I tried to create MAP_GROWSDOWN mapping with the expectation it would grow automatically. As specified in the manual page:

MAP_GROWSDOWN

This flag is used for stacks. It indicates to the kernel virtual memory system that the mapping should extend downward in memory. The return address is one page lower than the memory area that is actually created in the process's virtual address space. Touching an address in the "guard" page below the mapping will cause the mapping to grow by a page. This growth can be repeated until the mapping grows to within a page of the high end of the next lower mapping, at which point touching the "guard" page will result in a SIGSEGV signal.
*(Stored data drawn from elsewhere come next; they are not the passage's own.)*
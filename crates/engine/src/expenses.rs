//! Expenses table and the expense value types handed out by the engine.

use chrono::NaiveDate;
use sea_orm::entity::prelude::*;

#[derive(Clone, Debug, PartialEq, DeriveEntityModel)]
#[sea_orm(table_name = "expenses")]
pub struct Model {
    #[sea_orm(primary_key)]
    pub id: i32,
    pub user_id: i32,
    pub expense_date: Date,
    pub amount: f64,
    pub category: String,
    pub notes: String,
}

#[derive(Copy, Clone, Debug, EnumIter, DeriveRelation)]
pub enum Relation {
    #[sea_orm(
        belongs_to = "super::users::Entity",
        from = "Column::UserId",
        to = "super::users::Column::Id",
        on_update = "NoAction",
        on_delete = "Cascade"
    )]
    User,
}

impl Related<super::users::Entity> for Entity {
    fn to() -> RelationDef {
        Relation::User.def()
    }
}

impl ActiveModelBehavior for ActiveModel {}

/// A stored expense.
#[derive(Clone, Debug, PartialEq)]
pub struct Expense {
    pub id: i32,
    pub expense_date: NaiveDate,
    pub amount: f64,
    pub category: String,
    pub notes: String,
}

impl From<Model> for Expense {
    fn from(model: Model) -> Self {
        Self {
            id: model.id,
            expense_date: model.expense_date,
            amount: model.amount,
            category: model.category,
            notes: model.notes,
        }
    }
}

/// An expense to be recorded for a given day.
///
/// Neither the sign of `amount` nor the `category` are checked: the client
/// owns those rules.
#[derive(Clone, Debug, PartialEq)]
pub struct NewExpense {
    pub amount: f64,
    pub category: String,
    pub notes: String,
}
So I wrote the following example to test the mapping growing:

#ifndef _GNU_SOURCE
    #define _GNU_SOURCE
#endif
#include <stdlib.h>
#include <string.h>
#include <inttypes.h>
#include <errno.h>
#include <sys/mman.h>
#include <stdio.h>

int main(void){
    char *mapped_ptr = mmap(NULL, 4096,
                            PROT_READ | PROT_WRITE,
                            MAP_ANONYMOUS | MAP_PRIVATE | MAP_STACK | MAP_GROWSDOWN,
                            -1, 0);
    if(mapped_ptr == MAP_FAILED){
        int error_code = errno;
        fprintf(stderr, "Cannot do MAP_FIXED mapping."
                        "Error code = %d, details = %s\n", error_code, strerror(error_code));
                        exit(EXIT_FAILURE);
    }
    volatile char *c_ptr_1 = mapped_ptr; //address returned by mmap
    *c_ptr_1 = 'a'; //fine

    volatile char *c_ptr_2 = mapped_ptr - 4095; //1 page below the guard
    *c_ptr_2 = 'b'; //crashes with SEGV
}

So I got SEGV instead of growing the mapping. What does it mean by growing here?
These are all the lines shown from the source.